All the above code runs well on Mac/Linux using the ko_KR
locale. However, ko_KR
does not work on Windows either.
Does anyone have a clue of what is going on here? Somehow the locale and language support does not properly work with foreign characters.
Apply locale.setlocale(locale.LC_ALL, 'kor')
instead of locale.setlocale(locale.LC_TIME, 'kor')
as follows:
d:\bat> python -q
>>>
>>> import locale
>>> from datetime import datetime
>>>
>>> ### generate a date string with datetime.strftime
...
>>> locale.setlocale(locale.LC_ALL, 'kor') ### crucial point ###
'Korean_Korea.949'
>>> locale.getlocale(locale.LC_TIME)
('Korean_Korea', '949')
>>> print(datetime.now().strftime('%A')) # Prints 월요일 (right!)
월요일
>>>
>>> ### parsing korean date string
...
>>> date_string = '월요일, 2019년 08월 05일 09:33:39'
>>> fromat = '%A, %Y년 %m월 %d일 %H:%M:%S'
>>>
>>> time = datetime.strptime(date_string, fromat)
>>> print(time)
2019-08-05 09:33:39
>>>
FYI, here are some other test cases ( Python 3.5.1 64 bit (AMD64) on win32 ):
import locale
from datetime import datetime
locale.getdefaultlocale() # Echoes ('cs_CZ', 'cp65001')
locale.getlocale(locale.LC_TIME) # Echoes (None, None)
print(datetime.now().strftime('%A')) # Prints Monday (wrong?)
# user’s default setting for LC_TIME category
locale.setlocale(locale.LC_TIME, '') # Echoes 'Czech_Czechia.utf8'
locale.getlocale(locale.LC_TIME) # Echoes ('Czech_Czechia', 'utf8')
print(datetime.now().strftime('%A')) # Prints pondÄÃ (wrong!)
# user’s default setting for all categories
locale.setlocale(locale.LC_ALL, '') # Echoes 'Czech_Czechia.utf8'
locale.getlocale(locale.LC_TIME) # Echoes ('Czech_Czechia', 'utf8')
print(datetime.now().strftime('%A')) # Prints pondělí (right!)
################################################
locale.setlocale(locale.LC_TIME, 'kor')
locale.getlocale(locale.LC_TIME)
print(datetime.now().strftime('%A')) # Prints ¿ù¿äÀÏ (wrong!)

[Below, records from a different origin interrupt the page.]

use std::{future::Future, pin::Pin, sync::Arc};

use crate::events::{EventHandler, EventProducer, Handler, PriceChangedEvent, TrackingEndedEvent};

#[derive(Default, Clone)]
pub struct EventProducers {
    pub price_changed_producer: Vec<EventProducer<PriceChangedEvent>>,
    pub tracking_ended_producer: Vec<EventProducer<TrackingEndedEvent>>,
}

impl EventProducers {
    pub async fn publish_price_changed(&self, event: PriceChangedEvent) {
        for producer in &self.price_changed_producer {
            producer.publish_event(event.clone()).await;
        }
    }

    pub async fn publish_tracking_ended(&self, event: TrackingEndedEvent) {
        for producer in &self.tracking_ended_producer {
            producer.publish_event(event.clone()).await;
        }
    }
}

pub struct EventHandlers {
    pub on_price_changed: Option<EventHandler<PriceChangedEvent>>,
    pub on_tracking_ended: Option<EventHandler<TrackingEndedEvent>>,
}

impl EventHandlers {
    pub fn new(buffer_size: usize, hooks: EventHooks) -> Self {
        let on_price_changed = hooks.on_price_changed.map(|f| EventHandler::new(buffer_size, f));
        let on_tracking_ended = hooks.on_tracking_ended.map(|f| EventHandler::new(buffer_size, f));
        Self { on_price_changed, on_tracking_ended }
    }

    pub fn producers(&self) -> EventProducers {
        let mut result = EventProducers::default();
        if let Some(handler) = &self.on_price_changed {
            result.price_changed_producer.push(handler.subscribe());
        }
        if let Some(handler) = &self.on_tracking_ended {
            result.tracking_ended_producer.push(handler.subscribe());
        }
        result
    }

    pub async fn start_handlers(self) {
        if let Some(handler) = self.on_price_changed {
            tokio::spawn(async move {
                handler.start_handler().await;
            });
        }
        if let Some(handler) = self.on_tracking_ended {
            tokio::spawn(async move {
                handler.start_handler().await;
            });
        }
    }
}

#[derive(Default, Clone)]
pub struct EventHooks {
    pub on_price_changed: Option<Handler<PriceChangedEvent>>,
    pub on_tracking_ended: Option<Handler<TrackingEndedEvent>>,
}

impl EventHooks {
    pub fn on_price_changed<F>(&mut self, f: F) -> &mut Self
    where F: (Fn(PriceChangedEvent) -> Pin<Box<dyn Future<Output = ()> + Send>>) + Send + Sync + 'static {
        self.on_price_changed = Some(Arc::new(f));
        self
    }

    pub fn on_tracking_ended<F>(&mut self, f: F) -> &mut Self
    where F: (Fn(TrackingEndedEvent) -> Pin<Box<dyn Future<Output = ()> + Send>>) + Send + Sync + 'static {
        self.on_tracking_ended = Some(Arc::new(f));
        self
    }
}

################################################
Maybe a solution would be:
rename month to number of month
u'january'.replace('january', 1)
select by occurrence of substring per month
ddrs={1:u'янв', 2:u'фев' , 3:u'мар' , 4:u'апр' , 5:u'ма' , 6:u'июн' , 7:u'июл',8:u'авг' , 9:u'сент' , 10:u'окт' , 11:u'ноя' , 12:u'дек'} numMonth = next((x for x in ddrs if 'январь'.find(ddrs[x])>-1), None)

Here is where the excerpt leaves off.